[Stored data entries]
-- -- --

//! Resource sampling of a running invocation.
//!
//! A [`Sampler::Process`] session polls one local process on its own thread
//! at a fixed cadence and folds every reading into a running aggregate; raw
//! samples are never kept. Remote invocations use [`Sampler::Unavailable`],
//! whose summary leaves every resource field absent.
//!
//! CPU figures are deltas. Per-process CPU is accumulated CPU time over
//! wall-clock time across a window of at least [`CPU_WINDOW`], so an
//! invocation shorter than that has no per-process CPU reading. System-wide
//! CPU comes from two snapshots bracketing the invocation
//! ([`SystemCpuBracket`]) and is likewise absent for short invocations.

use std::sync::atomic::{AtomicBool, Ordering};
use std::sync::Arc;
use std::thread::{self, JoinHandle};
use std::time::{Duration, Instant};

use serde::Serialize;
use sysinfo::{
    CpuRefreshKind, Pid, ProcessRefreshKind, ProcessStatus, ProcessesToUpdate, RefreshKind,
    System, MINIMUM_CPU_UPDATE_INTERVAL,
};
use tracing::debug;

use crate::error::SamplingError;

pub const DEFAULT_SAMPLE_INTERVAL: Duration = Duration::from_millis(10);

/// Shortest span a CPU percentage is computed over. CPU time is accounted in
/// scheduler ticks and sysinfo refreshes host CPU times no faster than this.
pub const CPU_WINDOW: Duration = MINIMUM_CPU_UPDATE_INTERVAL;

/// One point-in-time reading of a process.
#[derive(Clone, Copy, Debug, PartialEq)]
pub struct ResourceSample {
    pub rss_bytes: u64,
    /// Set only when a full [`CPU_WINDOW`] has passed since the previous
    /// CPU reading.
    pub cpu_percent: Option<f32>,
}

/// Aggregate of all samples taken during one invocation.
///
/// Absent fields mean "not measured", never zero usage.
#[derive(Clone, Copy, Debug, Default, PartialEq, Serialize)]
pub struct ResourceSummary {
    pub samples: usize,
    pub peak_memory_bytes: Option<u64>,
    pub avg_memory_bytes: Option<f64>,
    pub peak_cpu_percent: Option<f64>,
    pub avg_cpu_percent: Option<f64>,
    /// Host-wide CPU busy percentage across the invocation.
    pub system_cpu_percent: Option<f64>,
}

impl ResourceSummary {
    /// Summary for an invocation that could not be sampled.
    pub fn unavailable() -> Self {
        Self::default()
    }
}

#[derive(Default)]
struct Accumulator {
    samples: usize,
    peak_mem: u64,
    sum_mem: f64,
    cpu_samples: usize,
    peak_cpu: f64,
    sum_cpu: f64,
}

impl Accumulator {
    fn push(&mut self, s: ResourceSample) {
        self.samples += 1;
        self.peak_mem = self.peak_mem.max(s.rss_bytes);
        self.sum_mem += s.rss_bytes as f64;
        if let Some(cpu) = s.cpu_percent {
            let cpu = f64::from(cpu);
            self.cpu_samples += 1;
            self.peak_cpu = self.peak_cpu.max(cpu);
            self.sum_cpu += cpu;
        }
    }

    fn summary(&self) -> ResourceSummary {
        let mem = self.samples > 0;
        let cpu = self.cpu_samples > 0;
        ResourceSummary {
            samples: self.samples,
            peak_memory_bytes: mem.then_some(self.peak_mem),
            avg_memory_bytes: mem.then(|| self.sum_mem / self.samples as f64),
            peak_cpu_percent: cpu.then_some(self.peak_cpu),
            avg_cpu_percent: cpu.then(|| self.sum_cpu / self.cpu_samples as f64),
            system_cpu_percent: None,
        }
    }
}

/// Reads resource usage of one process.
pub trait ProcessProbe: Send {
    /// `Ok(None)` once the process has exited or vanished; that ends
    /// sampling normally. `Err` means the handle can no longer be trusted.
    fn sample(&mut self, pid: u32) -> Result<Option<ResourceSample>, SamplingError>;
}

/// [`ProcessProbe`] over `sysinfo`.
///
/// Memory is read on every call. CPU is the growth of the process's
/// accumulated CPU time divided by the wall-clock time since the previous CPU
/// reading, emitted once that span reaches the CPU window. 100% is one core.
pub struct SysinfoProbe {
    system: System,
    cpu_window: Duration,
    // Accumulated CPU ms and when it was read.
    cpu_mark: Option<(u64, Instant)>,
}

impl SysinfoProbe {
    pub fn new() -> Self {
        Self::with_cpu_window(CPU_WINDOW)
    }

    pub fn with_cpu_window(cpu_window: Duration) -> Self {
        Self {
            system: System::new(),
            cpu_window,
            cpu_mark: None,
        }
    }

    fn cpu_percent(&mut self, cpu_ms: u64, now: Instant) -> Option<f32> {
        let Some((prev_ms, at)) = self.cpu_mark else {
            self.cpu_mark = Some((cpu_ms, now));
            return None;
        };
        let wall = now.saturating_duration_since(at);
        if wall < self.cpu_window || wall.is_zero() {
            return None;
        }
        self.cpu_mark = Some((cpu_ms, now));
        let busy_ms = cpu_ms.saturating_sub(prev_ms) as f64;
        Some((busy_ms / (wall.as_secs_f64() * 1000.0) * 100.0) as f32)
    }
}

impl Default for SysinfoProbe {
    fn default() -> Self {
        Self::new()
    }
}

impl ProcessProbe for SysinfoProbe {
    fn sample(&mut self, pid: u32) -> Result<Option<ResourceSample>, SamplingError> {
        let pid = Pid::from_u32(pid);
        self.system.refresh_processes_specifics(
            ProcessesToUpdate::Some(&[pid]),
            true,
            ProcessRefreshKind::nothing().with_memory().with_cpu(),
        );
        let Some(process) = self.system.process(pid) else {
            return Ok(None);
        };
        // An exited child stays visible as a zombie until it is reaped.
        if matches!(process.status(), ProcessStatus::Zombie | ProcessStatus::Dead) {
            return Ok(None);
        }
        let rss_bytes = process.memory();
        let cpu_ms = process.accumulated_cpu_time();
        let cpu_percent = self.cpu_percent(cpu_ms, Instant::now());
        Ok(Some(ResourceSample {
            rss_bytes,
            cpu_percent,
        }))
    }
}

type ProbeFactory = Arc<dyn Fn() -> Box<dyn ProcessProbe> + Send + Sync>;

/// Polls local processes at a fixed cadence.
#[derive(Clone)]
pub struct ProcessSampler {
    interval: Duration,
    probe: ProbeFactory,
}

impl ProcessSampler {
    pub fn new(interval: Duration) -> Self {
        Self::with_probe(interval, || Box::new(SysinfoProbe::new()))
    }

    pub fn with_probe<F>(interval: Duration, probe: F) -> Self
    where
        F: Fn() -> Box<dyn ProcessProbe> + Send + Sync + 'static,
    {
        Self {
            interval,
            probe: Arc::new(probe),
        }
    }

    pub fn interval(&self) -> Duration {
        self.interval
    }
}

impl std::fmt::Debug for ProcessSampler {
    fn fmt(&self, f: &mut std::fmt::Formatter<'_>) -> std::fmt::Result {
        f.debug_struct("ProcessSampler")
            .field("interval", &self.interval)
            .finish_non_exhaustive()
    }
}

#[derive(Clone, Debug)]
pub enum Sampler {
    /// Poll a local process.
    Process(ProcessSampler),
    /// Sampling is structurally impossible (remote invocation).
    Unavailable,
}

impl Sampler {
    pub fn process(interval: Duration) -> Self {
        Sampler::Process(ProcessSampler::new(interval))
    }

    /// Begin observing `pid`. The first reading is taken before this returns.
    ///
    /// [`Sampler::Unavailable`] ignores `pid` and returns an idle session.
    pub fn start(&self, pid: u32) -> Result<SamplerSession, SamplingError> {
        match self {
            Sampler::Unavailable => Ok(SamplerSession::Idle),
            Sampler::Process(sampler) => {
                let mut probe = (sampler.probe)();
                let mut acc = Accumulator::default();
                let alive = match probe.sample(pid)? {
                    Some(s) => {
                        acc.push(s);
                        true
                    }
                    None => false,
                };
                if !alive {
                    return Ok(SamplerSession::Done(Ok(acc.summary())));
                }

                let stop = Arc::new(AtomicBool::new(false));
                let flag = Arc::clone(&stop);
                let interval = sampler.interval;
                let handle = thread::Builder::new()
                    .name(format!("sampler-{pid}"))
                    .spawn(move || poll(probe, pid, interval, &flag, acc))
                    .map_err(|e| SamplingError::Thread(e.to_string()))?;

                Ok(SamplerSession::Polling { stop, handle })
            }
        }
    }
}

fn poll(
    mut probe: Box<dyn ProcessProbe>,
    pid: u32,
    interval: Duration,
    stop: &AtomicBool,
    mut acc: Accumulator,
) -> Result<ResourceSummary, SamplingError> {
    while !stop.load(Ordering::Acquire) {
        thread::sleep(interval);
        match probe.sample(pid)? {
            Some(s) => acc.push(s),
            None => break,
        }
    }
    debug!(pid, samples = acc.samples, "sampling complete");
    Ok(acc.summary())
}

/// An in-progress sampling of one invocation.
pub enum SamplerSession {
    Polling {
        stop: Arc<AtomicBool>,
        handle: JoinHandle<Result<ResourceSummary, SamplingError>>,
    },
    /// The process was gone before polling started.
    Done(Result<ResourceSummary, SamplingError>),
    /// Produced by [`Sampler::Unavailable`].
    Idle,
}

impl SamplerSession {
    /// True once sampling has stopped on its own, either because the process
    /// could no longer be seen or because the handle was lost. An idle
    /// session never observes anything and so never finishes on its own.
    pub fn is_finished(&self) -> bool {
        match self {
            SamplerSession::Polling { handle, .. } => handle.is_finished(),
            SamplerSession::Done(_) => true,
            SamplerSession::Idle => false,
        }
    }

    /// Stop polling and reduce the samples to a summary.
    pub fn stop(self) -> Result<ResourceSummary, SamplingError> {
        match self {
            SamplerSession::Polling { stop, handle } => {
                stop.store(true, Ordering::Release);
                handle
                    .join()
                    .map_err(|_| SamplingError::Thread("sampler thread panicked".to_string()))?
            }
            SamplerSession::Done(result) => result,
            SamplerSession::Idle => Ok(ResourceSummary::unavailable()),
        }
    }
}

/// Host-wide CPU busy time between two snapshots.
pub struct SystemCpuBracket {
    system: System,
    opened: Instant,
}

impl SystemCpuBracket {
    /// Take the opening snapshot.
    pub fn open() -> Self {
        let system = System::new_with_specifics(
            RefreshKind::nothing().with_cpu(CpuRefreshKind::nothing().with_cpu_usage()),
        );
        Self {
            system,
            opened: Instant::now(),
        }
    }

    /// Take the closing snapshot and return the busy percentage in between.
    ///
    /// `None` when closed within [`CPU_WINDOW`] of opening: sysinfo does not
    /// take a second snapshot that soon.
    pub fn close(mut self) -> Option<f64> {
        if self.opened.elapsed() < CPU_WINDOW {
            return None;
        }
        self.system.refresh_cpu_usage();
        Some(f64::from(self.system.global_cpu_usage()))
    }
}
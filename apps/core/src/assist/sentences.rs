//! Sentence splitting.
//!
//! Splits raw text on terminal punctuation (`.`, `!`, `?`) followed by whitespace.
//! Abbreviations such as "e.g." are not special-cased: "e.g. this" yields two
//! sentences. Every other text transform in this module tree builds on this.

use regex::Regex;
use std::sync::LazyLock;

// NOTE: expect() is acceptable here, the pattern is a compile-time constant
static SENTENCE_BOUNDARY: LazyLock<Regex> =
    LazyLock::new(|| Regex::new(r"[.!?]\s+").expect("Invalid regex: sentence boundary"));

/// Split text into trimmed, non-empty sentences in document order.
pub fn split_sentences(text: &str) -> Vec<String> {
    let cleaned = text.trim();
    if cleaned.is_empty() {
        return vec![];
    }

    let mut sentences = Vec::new();
    let mut start = 0;

    for boundary in SENTENCE_BOUNDARY.find_iter(cleaned) {
        // Punctuation is ASCII, so the sentence ends one byte into the match
        push_fragment(&mut sentences, &cleaned[start..boundary.start() + 1]);
        start = boundary.end();
    }
    push_fragment(&mut sentences, &cleaned[start..]);

    sentences
}

fn push_fragment(sentences: &mut Vec<String>, fragment: &str) {
    let fragment = fragment.trim();
    if !fragment.is_empty() {
        sentences.push(fragment.to_string());
    }
}
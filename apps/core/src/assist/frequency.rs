//! Word frequency scoring.
//!
//! Tokenizes text into lowercase words made of ASCII letters and apostrophes and
//! counts the ones that carry meaning: stopwords and tokens of two characters or
//! fewer are dropped.

use regex::Regex;
use std::collections::HashMap;
use std::sync::LazyLock;

/// Stopwords excluded from frequency scoring
const STOP_WORDS: &[&str] = &[
    "the", "a", "an", "and", "or", "but", "if", "to", "of", "in", "on", "for", "with", "as", "at",
    "by", "is", "are", "was", "were", "be", "this", "that", "it", "from", "we", "you", "they", "i",
    "our", "your", "their", "will", "can", "should", "could",
];

/// Tokens must be strictly longer than this to be counted
const MIN_WORD_LENGTH: usize = 2;

static WORD_PATTERN: LazyLock<Regex> =
    LazyLock::new(|| Regex::new(r"[a-zA-Z']+").expect("Invalid regex: word pattern"));

/// Check if a lowercase word is a stopword
pub fn is_stop_word(word: &str) -> bool {
    STOP_WORDS.contains(&word)
}

/// Split text into lowercase words (letters and apostrophes only)
pub fn tokenize_words(text: &str) -> Vec<String> {
    let lower = text.to_lowercase();
    WORD_PATTERN
        .find_iter(&lower)
        .map(|m| m.as_str().to_string())
        .collect()
}

/// Count every scorable word in the text
pub fn word_frequencies(text: &str) -> HashMap<String, usize> {
    let mut freq: HashMap<String, usize> = HashMap::new();
    for word in tokenize_words(text) {
        if word.len() > MIN_WORD_LENGTH && !is_stop_word(&word) {
            *freq.entry(word).or_insert(0) += 1;
        }
    }
    freq
}

#[cfg(test)]
mod tests {
    use super::*;

    #[test]
    fn test_tokenize_keeps_apostrophes() {
        let words = tokenize_words("Let's ship it, Bob's release v2!");
        assert_eq!(words, vec!["let's", "ship", "it", "bob's", "release", "v"]);
    }

    #[test]
    fn test_digits_split_words() {
        let words = tokenize_words("abc123def");
        assert_eq!(words, vec!["abc", "def"]);
    }

    #[test]
    fn test_frequencies_are_case_insensitive() {
        let freq = word_frequencies("Release notes. RELEASE day. release!");
        assert_eq!(freq.get("release"), Some(&3));
        assert_eq!(freq.get("notes"), Some(&1));
        assert_eq!(freq.get("day"), Some(&1));
    }

    #[test]
    fn test_stopword_filtering() {
        let freq = word_frequencies("the and should could their will");
        assert!(freq.is_empty());
    }

    #[test]
    fn test_short_words_filtered() {
        let freq = word_frequencies("go do me up ox");
        assert!(freq.is_empty());
    }

    #[test]
    fn test_empty_text() {
        assert!(word_frequencies("").is_empty());
        assert!(word_frequencies("  42 7 ... ").is_empty());
    }
}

-- -- --

**WORK TO BE COMPLETED:** Each line holding the word "local" must be pulled from the records.

**ANSWER SPACE:**
//! A [`Sampler::Process`] session polls one local process on its own thread
/// Polls local processes at a fixed cadence.
    /// Poll a local process.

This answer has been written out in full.